Un autre concours devait, sous un titre tout littéraire, amener plus de difficultés. C’est le prix de la fondation Bordin déjà décerné à la critique savante, à la traduction en vers, au récit historique, à tout ce que peut comprendre ce terme, un ouvrage de haute littérature. Ce n’était pas sans doute qu’une telle condition manquât dans le concours actuel, et que l’Académie n’eût reçu cette fois un important travail d’érudition et d’esprit, plein de curieuses recherches, de piquantes analyses, de hardis jugements, incomplet sur quelques points, excessif sur d’autres, œuvre inégale et forte d’un savant et d’un écrivain. Mais à cette œuvre, à l’Histoire de la littérature anglaise, par M. Taine, était attachée une erreur que le talent ne pouvait corriger, et dont parfois il aggravait la portée. C’est la doctrine qui n’explique le monde, la pensée, le génie que par les forces vives de la matière.

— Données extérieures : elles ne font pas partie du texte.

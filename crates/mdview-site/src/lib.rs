//! Document viewing for mdview.
//!
//! This crate ties the pieces of a render together:
//! - [`Viewer`]: validates a requested path, fetches the text from a
//!   [`Storage`](mdview_storage::Storage) backend, renders and enriches it
//! - [`Navigation`]: the sidebar of document links, with the current one
//!   marked active
//! - [`requested_doc`]: which document a page URL asks for
//!
//! # Quick Start
//!
//! ```no_run
//! # async fn run() -> Result<(), Box<dyn std::error::Error>> {
//! use std::path::PathBuf;
//! use std::sync::Arc;
//! use mdview_enrich::{DiagramConfig, Enrichers};
//! use mdview_site::{Viewer, ViewerConfig};
//! use mdview_storage::FsStorage;
//! use url::Url;
//!
//! let storage = Arc::new(FsStorage::new(PathBuf::from("docs")));
//! let enrichers = Arc::new(Enrichers::new(DiagramConfig::default(), None));
//! let config = ViewerConfig::new(Url::parse("http://localhost:7979/")?);
//! let viewer = Viewer::new(storage, enrichers, config);
//!
//! let view = viewer.render("guide/setup.md", None).await?;
//! println!("{}", view.html);
//! # Ok(())
//! # }
//! ```

mod error;
mod location;
mod nav;
mod viewer;

pub use error::ViewError;
pub use location::requested_doc;
pub use nav::{NavGroup, NavItem, Navigation};
pub use viewer::{View, Viewer, ViewerConfig, ViewerPage};

// Re-export TocEntry from mdview-renderer for convenience
pub use mdview_renderer::TocEntry;
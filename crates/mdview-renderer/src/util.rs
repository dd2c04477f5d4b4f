//! Small helpers shared by the renderer modules.

use pulldown_cmark::HeadingLevel;

/// Convert heading level enum to number (1-6).
#[must_use]
pub(crate) fn heading_level_to_num(level: HeadingLevel) -> u8 {
    match level {
        HeadingLevel::H1 => 1,
        HeadingLevel::H2 => 2,
        HeadingLevel::H3 => 3,
        HeadingLevel::H4 => 4,
        HeadingLevel::H5 => 5,
        HeadingLevel::H6 => 6,
    }
}

/// Convert heading text to an anchor slug.
///
/// Letters and digits of any script are kept (lowercased), runs of
/// whitespace, `-` and `_` collapse into one dash, everything else is dropped.
/// Text with nothing left yields `section`.
#[must_use]
pub fn slugify(text: &str) -> String {
    let mut slug = String::new();
    let mut pending_dash = false;

    for c in text.trim().chars() {
        if c.is_alphanumeric() {
            if pending_dash && !slug.is_empty() {
                slug.push('-');
            }
            pending_dash = false;
            slug.extend(c.to_lowercase());
        } else if c.is_whitespace() || c == '-' || c == '_' {
            pending_dash = true;
        }
    }

    if slug.is_empty() {
        "section".to_owned()
    } else {
        slug
    }
}

/// Directory part of a slash-separated path, without the trailing slash.
pub(crate) fn parent_dir(path: &str) -> &str {
    path.rfind('/').map_or("", |pos| &path[..pos])
}

/// Join a relative path onto a base directory, folding `.` and `..`.
///
/// `..` above the base root is dropped rather than escaping it.
pub(crate) fn join_relative(base_dir: &str, relative: &str) -> String {
    let mut segments: Vec<&str> = base_dir.split('/').filter(|s| !s.is_empty()).collect();
    for component in relative.split('/') {
        match component {
            "" | "." => {}
            ".." => {
                segments.pop();
            }
            _ => segments.push(component),
        }
    }
    segments.join("/")
}
//! CLI error types.

use mdview_config::ConfigError;
use mdview_server::ServerError;
use mdview_site::ViewError;
use mdview_storage::StorageError;

/// CLI error type.
#[derive(Debug, thiserror::Error)]
pub(crate) enum CliError {
    #[error("{0}")]
    Config(#[from] ConfigError),

    #[error("{0}")]
    Io(#[from] std::io::Error),

    #[error("{0}")]
    Storage(#[from] StorageError),

    #[error("{0}")]
    Server(#[from] ServerError),

    #[error("{0}")]
    View(#[from] ViewError),

    #[error("{0}")]
    Validation(String),
}
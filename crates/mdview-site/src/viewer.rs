//! The render pipeline.
//!
//! One render runs these steps in order:
//! 1. validate the requested document path
//! 2. fetch the raw text from storage
//! 3. rewrite `!!!` callouts into container markup
//! 4. convert the text to HTML
//! 5. resolve relative asset references against the document
//! 6. run the enrichment passes (diagrams, then math)
//!
//! Nothing is cached between renders; every request fetches the document
//! again.

use std::sync::Arc;
use std::time::Instant;

use mdview_enrich::Enrichers;
use mdview_renderer::{
    AdmonitionLabels, AdmonitionTransformer, AssetRewriter, DEFAULT_MAX_DEPTH, DocPath, Locale,
    MarkdownConverter, PlainTextConverter, TocEntry,
};
use mdview_storage::Storage;
use url::Url;

use crate::error::ViewError;
use crate::location::requested_doc;
use crate::nav::Navigation;

/// Settings for a [`Viewer`].
#[derive(Clone, Debug)]
pub struct ViewerConfig {
    /// Required document path prefix; empty allows any path.
    pub root: String,
    /// Document shown when a request names none.
    pub default_doc: String,
    /// Base for asset resolution when a render has no page location.
    pub page_url: Url,
    /// Public URL of the viewer page. When set it replaces the location a
    /// request came from.
    pub public_url: Option<Url>,
    /// Convert Markdown; when off, documents are shown as escaped text.
    pub markdown: bool,
    /// Language of callout labels and error messages.
    pub locale: Locale,
    pub labels: AdmonitionLabels,
    pub max_depth: usize,
}

impl ViewerConfig {
    pub fn new(page_url: Url) -> Self {
        Self {
            root: String::new(),
            default_doc: String::new(),
            page_url,
            public_url: None,
            markdown: true,
            locale: Locale::En,
            labels: AdmonitionLabels::default(),
            max_depth: DEFAULT_MAX_DEPTH,
        }
    }
}

/// A rendered document.
#[derive(Clone, Debug)]
pub struct View {
    pub doc: DocPath,
    /// Text of the first H1 heading.
    pub title: Option<String>,
    pub toc: Vec<TocEntry>,
    pub html: String,
}

/// Everything the viewer page shows for one request.
///
/// Errors are already turned into inline markup; `doc` is `None` then, and
/// no navigation item is active.
#[derive(Clone, Debug)]
pub struct ViewerPage {
    pub doc: Option<DocPath>,
    pub title: Option<String>,
    pub toc: Vec<TocEntry>,
    pub content_html: String,
    pub nav: Navigation,
}

/// Fetches, renders and enriches documents.
pub struct Viewer {
    storage: Arc<dyn Storage>,
    enrichers: Arc<Enrichers>,
    transformer: AdmonitionTransformer,
    navigation: Navigation,
    config: ViewerConfig,
}

impl Viewer {
    pub fn new(storage: Arc<dyn Storage>, enrichers: Arc<Enrichers>, config: ViewerConfig) -> Self {
        let transformer =
            AdmonitionTransformer::new(config.labels.clone()).with_max_depth(config.max_depth);
        Self {
            storage,
            enrichers,
            transformer,
            navigation: Navigation::default(),
            config,
        }
    }

    #[must_use]
    pub fn with_navigation(mut self, navigation: Navigation) -> Self {
        self.navigation = navigation;
        self
    }

    pub fn config(&self) -> &ViewerConfig {
        &self.config
    }

    pub fn navigation(&self) -> &Navigation {
        &self.navigation
    }

    pub fn storage(&self) -> &Arc<dyn Storage> {
        &self.storage
    }

    pub fn enrichers(&self) -> &Arc<Enrichers> {
        &self.enrichers
    }

    /// The raw document identifier for a request URL's query and fragment.
    pub fn requested(&self, query: Option<&str>, fragment: Option<&str>) -> String {
        requested_doc(query, fragment, &self.config.default_doc)
    }

    /// Validate a raw identifier against the configured root.
    pub fn parse_doc(&self, raw: &str) -> Result<DocPath, ViewError> {
        Ok(DocPath::parse(raw, &self.config.root)?)
    }

    /// The URL relative asset references resolve against: the public URL
    /// if configured, else the page the request came from, else the default
    /// page URL.
    pub fn asset_base<'a>(&'a self, location: Option<&'a Url>) -> &'a Url {
        self.config
            .public_url
            .as_ref()
            .or(location)
            .unwrap_or(&self.config.page_url)
    }

    /// Render a document: fetch, transform, convert, rewrite, enrich.
    ///
    /// `location` is the URL of the page the markup will be shown on.
    pub async fn render(&self, raw: &str, location: Option<&Url>) -> Result<View, ViewError> {
        let started = Instant::now();
        let doc = self.parse_doc(raw)?;
        let text = self.fetch(&doc).await?;

        let mut view = self.render_text(doc, &text, self.asset_base(location));
        view.html = self.enrichers.apply(&view.html).await;

        tracing::info!(
            doc = %view.doc,
            elapsed_ms = started.elapsed().as_millis(),
            "Rendered document"
        );
        Ok(view)
    }

    /// The synchronous part of a render: transform, convert, rewrite.
    pub fn render_text(&self, doc: DocPath, text: &str, page_url: &Url) -> View {
        let (html, title, toc) = if self.config.markdown {
            let converter =
                MarkdownConverter::new(self.config.labels.clone()).for_document(doc.as_str());
            let transformed = self.transformer.transform(text, &converter);
            let result = converter.render(&transformed);
            (result.html, result.title, result.toc)
        } else {
            let html = self.transformer.transform_all(text, &PlainTextConverter);
            (html, None, Vec::new())
        };

        let html = AssetRewriter::new(page_url.clone()).rewrite(&html, doc.as_str());
        View {
            doc,
            title,
            toc,
            html,
        }
    }

    /// Render the page content for a raw identifier. Never fails: errors
    /// become inline markup and clear the active navigation item.
    pub async fn page(&self, raw: &str, location: Option<&Url>) -> ViewerPage {
        match self.render(raw, location).await {
            Ok(view) => ViewerPage {
                nav: self.navigation.with_active(Some(view.doc.as_str())),
                doc: Some(view.doc),
                title: view.title,
                toc: view.toc,
                content_html: view.html,
            },
            Err(error) => {
                tracing::warn!(doc = raw, %error, "Document not shown");
                ViewerPage {
                    nav: self.navigation.with_active(None),
                    doc: None,
                    title: None,
                    toc: Vec::new(),
                    content_html: error.to_inline_html(self.config.locale),
                }
            }
        }
    }

    async fn fetch(&self, doc: &DocPath) -> Result<String, ViewError> {
        let storage = Arc::clone(&self.storage);
        let path = doc.as_str().to_owned();
        let read_path = path.clone();

        match tokio::task::spawn_blocking(move || storage.read(&read_path)).await {
            Ok(Ok(text)) => Ok(text),
            Ok(Err(source)) => Err(ViewError::Fetch { path, source }),
            Err(e) => Err(ViewError::Task {
                path,
                reason: e.to_string(),
            }),
        }
    }
}

#[cfg(test)]
mod tests {
    use mdview_enrich::{DiagramConfig, MathConfig};
    use mdview_renderer::DocPathError;
    use mdview_storage::MockStorage;
    use pretty_assertions::assert_eq;

    use super::*;

    fn viewer(storage: MockStorage, math: bool) -> (Viewer, Arc<MockStorage>) {
        let storage = Arc::new(storage);
        let enrichers = Arc::new(Enrichers::new(
            DiagramConfig::default(),
            math.then(MathConfig::default),
        ));
        let config = ViewerConfig {
            root: "docs/".to_owned(),
            default_doc: "docs/index.md".to_owned(),
            ..ViewerConfig::new(Url::parse("https://lab.example/site/index.html").unwrap())
        };
        let nav = Navigation::from_entries([
            ("Overview", "docs/index.md", None),
            ("Guide", "docs/methods/guide.md", Some("Methods".to_owned())),
        ]);
        let viewer = Viewer::new(Arc::clone(&storage) as Arc<dyn Storage>, enrichers, config)
            .with_navigation(nav);
        (viewer, storage)
    }

    #[tokio::test]
    async fn test_render_full_pipeline() {
        let text = "# Guide\n\n!!! warning \"Careful\"\n    Check ![fig](img/a.png) first.\n\nSee [next](next.md).\n";
        let (viewer, _) = viewer(
            MockStorage::new().with_document("docs/methods/guide.md", text),
            false,
        );

        let view = viewer.render("docs/methods/guide.md", None).await.unwrap();
        assert_eq!(view.doc.as_str(), "docs/methods/guide.md");
        assert_eq!(view.title.as_deref(), Some("Guide"));
        assert!(view.html.contains(
            r#"<div class="md-admonition md-admonition-warning"><div class="md-admonition-title">Careful</div>"#
        ));
        assert!(view.html.contains(r#"src="https://lab.example/site/docs/methods/img/a.png""#));
        assert!(view.html.contains(r#"href="?doc=docs%2Fmethods%2Fnext.md""#));
    }

    #[tokio::test]
    async fn test_assets_follow_request_location() {
        let text = "![fig](img/a.png)\n";
        let (viewer, _) = viewer(MockStorage::new().with_document("docs/a.md", text), false);
        let location = Url::parse("http://notes.local:8080/").unwrap();

        let view = viewer.render("docs/a.md", Some(&location)).await.unwrap();
        assert!(view.html.contains(r#"src="http://notes.local:8080/docs/img/a.png""#));

        let view = viewer.render("docs/a.md", None).await.unwrap();
        assert!(view.html.contains(r#"src="https://lab.example/site/docs/img/a.png""#));
    }

    #[test]
    fn test_public_url_overrides_location() {
        let (mut viewer, _) = viewer(MockStorage::new(), false);
        let location = Url::parse("http://0.0.0.0:7979/").unwrap();
        assert_eq!(viewer.asset_base(Some(&location)), &location);

        let public = Url::parse("https://notes.example/").unwrap();
        viewer.config.public_url = Some(public.clone());
        assert_eq!(viewer.asset_base(Some(&location)), &public);
        assert_eq!(viewer.asset_base(None), &public);
    }

    #[tokio::test]
    async fn test_invalid_path_is_not_fetched() {
        let (viewer, storage) = viewer(MockStorage::new(), false);

        for raw in ["", "docs/../secret.md", "docs/a.txt", "other/a.md"] {
            let error = viewer.render(raw, None).await.unwrap_err();
            assert!(matches!(error, ViewError::InvalidPath(_)), "{raw}");
        }
        assert!(matches!(
            viewer.render("other/a.md", None).await,
            Err(ViewError::InvalidPath(DocPathError::OutsideRoot { .. }))
        ));
        assert_eq!(storage.read_count(), 0);
    }

    #[tokio::test]
    async fn test_fetch_failure() {
        let (viewer, _) = viewer(MockStorage::new().with_failure("docs/a.md", 500), false);
        let error = viewer.render("docs/a.md", None).await.unwrap_err();
        assert!(matches!(error, ViewError::Fetch { ref path, .. } if path == "docs/a.md"));
        assert!(!error.is_not_found());
    }

    #[tokio::test]
    async fn test_page_marks_active_item() {
        let (viewer, _) = viewer(
            MockStorage::new().with_document("docs/methods/guide.md", "# Guide\n\nBody."),
            false,
        );

        let page = viewer.page("docs/methods/guide.md", None).await;
        assert_eq!(page.doc.as_ref().map(DocPath::as_str), Some("docs/methods/guide.md"));
        assert_eq!(page.nav.active().map(|item| item.title.as_str()), Some("Guide"));
        assert!(page.nav.groups[1].expanded);
    }

    #[tokio::test]
    async fn test_page_errors_render_inline() {
        let (viewer, _) = viewer(MockStorage::new(), false);

        let invalid = viewer.page("../x.md", None).await;
        assert_eq!(
            invalid.content_html,
            r#"<p class="text-danger mb-0">Invalid Markdown document path.</p>"#
        );
        assert!(invalid.nav.active().is_none());
        assert!(invalid.doc.is_none());

        let missing = viewer.page("docs/missing.md", None).await;
        assert_eq!(
            missing.content_html,
            r#"<p class="text-danger mb-0">Failed to load: cannot read file: docs/missing.md</p>"#
        );
        assert!(missing.nav.active().is_none());
    }

    #[tokio::test]
    async fn test_math_enrichment_runs_after_conversion() {
        let (viewer, _) = viewer(
            MockStorage::new().with_document("docs/index.md", "Euler: $e^{i\\pi}$\n\n```\n$not math$\n```\n"),
            true,
        );

        let view = viewer.render("docs/index.md", None).await.unwrap();
        assert!(view.html.contains(r#"<span class="math math-inline" data-math-source="$e^{i\pi}$">"#));
        assert!(view.html.contains("<code>$not math$\n</code>"));
    }

    #[tokio::test]
    async fn test_plain_text_mode() {
        let storage = Arc::new(MockStorage::new().with_document("docs/a.md", "a <b>\n!!! tip\n    body"));
        let config = ViewerConfig {
            markdown: false,
            ..ViewerConfig::new(Url::parse("http://localhost:7979/").unwrap())
        };
        let viewer = Viewer::new(
            storage,
            Arc::new(Enrichers::new(DiagramConfig::default(), None)),
            config,
        );

        let view = viewer.render("docs/a.md", None).await.unwrap();
        assert!(view.html.starts_with("a &lt;b&gt;<br>"));
        assert!(view.html.contains(r#"<div class="md-admonition-title">Tip</div>"#));
        assert!(view.title.is_none());
    }

    #[test]
    fn test_requested_uses_default() {
        let (viewer, _) = viewer(MockStorage::new(), false);
        assert_eq!(viewer.requested(None, None), "docs/index.md");
        assert_eq!(viewer.requested(Some("doc=docs%2Fa.md"), None), "docs/a.md");
    }
}
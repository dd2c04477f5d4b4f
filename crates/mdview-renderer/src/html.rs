//! HTML backend for markdown rendering.
//!
//! Produces the markup the viewer page styles: `md-admonition` callout
//! containers, `language-*` classed code blocks, and math left as delimited
//! TeX for the typesetting pass.

use std::borrow::Cow;
use std::fmt::Write;

use crate::backend::RenderBackend;
use crate::document::doc_href;
use crate::state::escape_html;
use crate::util::{join_relative, parent_dir};

/// HTML render backend.
///
/// Produces semantic HTML5 with:
/// - `<pre><code class="language-*">` for code blocks
/// - `md-admonition` containers for callouts and GFM alerts
/// - `?doc=` navigation links for relative `.md` links
pub struct HtmlBackend;

impl RenderBackend for HtmlBackend {
    fn code_block(lang: Option<&str>, content: &str, out: &mut String) {
        if let Some(lang) = lang {
            write!(
                out,
                r#"<pre><code class="language-{}">{}</code></pre>"#,
                escape_html(lang),
                escape_html(content)
            )
            .unwrap();
        } else {
            write!(out, "<pre><code>{}</code></pre>", escape_html(content)).unwrap();
        }
    }

    fn blockquote_start(out: &mut String) {
        out.push_str("<blockquote>");
    }

    fn blockquote_end(out: &mut String) {
        out.push_str("</blockquote>");
    }

    fn callout_start(kind: &str, title: &str, out: &mut String) {
        write!(
            out,
            r#"<div class="md-admonition md-admonition-{kind}"><div class="md-admonition-title">{title}</div><div class="md-admonition-body">"#
        )
        .unwrap();
    }

    fn callout_end(out: &mut String) {
        out.push_str("</div></div>");
    }

    fn image(src: &str, alt: &str, title: &str, out: &mut String) {
        let title_attr = if title.is_empty() {
            String::new()
        } else {
            format!(r#" title="{}""#, escape_html(title))
        };
        write!(
            out,
            r#"<img src="{}"{title_attr} alt="{}">"#,
            escape_html(src),
            escape_html(alt)
        )
        .unwrap();
    }

    fn math(tex: &str, display: bool, out: &mut String) {
        let delim = if display { "$$" } else { "$" };
        write!(out, "{delim}{}{delim}", escape_html(tex)).unwrap();
    }

    fn transform_link<'a>(url: &'a str, doc_path: Option<&str>) -> Cow<'a, str> {
        match doc_path.and_then(|doc| resolve_doc_link(url, doc)) {
            Some(href) => Cow::Owned(href),
            None => Cow::Borrowed(url),
        }
    }
}

/// Resolve a link to another markdown document into viewer navigation.
///
/// - `./sibling.md` in `docs/a/page.md` → `?doc=docs%2Fa%2Fsibling.md`
/// - `../index.md#setup` → `?doc=docs%2Findex.md#setup`
/// - `/docs/b.md` → `?doc=docs%2Fb.md`
///
/// Returns `None` for external links, fragments and non-markdown targets.
fn resolve_doc_link(url: &str, doc_path: &str) -> Option<String> {
    if crate::assets::is_external_like(url) {
        return None;
    }

    let (path, fragment) = match url.find('#') {
        Some(pos) => url.split_at(pos),
        None => (url, ""),
    };
    let path = path.split('?').next().unwrap_or_default();
    if !path.to_ascii_lowercase().ends_with(".md") {
        return None;
    }

    let resolved = match path.strip_prefix('/') {
        Some(absolute) => join_relative("", absolute),
        None => join_relative(parent_dir(doc_path), path),
    };
    Some(format!("{}{fragment}", doc_href(&resolved)))
}
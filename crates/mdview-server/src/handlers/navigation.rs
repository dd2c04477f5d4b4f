//! Navigation API endpoint.
//!
//! Returns the sidebar for the viewer, with the requested document marked
//! active.

use std::sync::Arc;

use axum::Json;
use axum::extract::{RawQuery, State};
use mdview_renderer::DocPath;
use mdview_site::Navigation;

use crate::state::AppState;

/// Handle GET /api/navigation.
///
/// The `doc` query parameter selects the active item; an invalid or unknown
/// document leaves every item inactive.
pub(crate) async fn get_navigation(
    State(state): State<Arc<AppState>>,
    RawQuery(query): RawQuery,
) -> Json<Navigation> {
    let raw = state.viewer.requested(query.as_deref(), None);
    let active = state.viewer.parse_doc(&raw).ok();
    Json(
        state
            .viewer
            .navigation()
            .with_active(active.as_ref().map(DocPath::as_str)),
    )
}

Toute opinion est libre sans doute. C’est le droit même de l’intelligence et la loi de notre temps. Mais toute opinion n’est pas égale aux yeux des autres, et n’a pas droit de se faire indifféremment accepter pour un honneur public. La liberté qu’on se donne, sur les questions qui touchent aux croyances les plus intimes des âmes, doit prévoir et tolérer la libre contradiction ; et la libre contradiction peut refuser son suffrage à l’œuvre habile et brillante dont elle juge le principe erroné.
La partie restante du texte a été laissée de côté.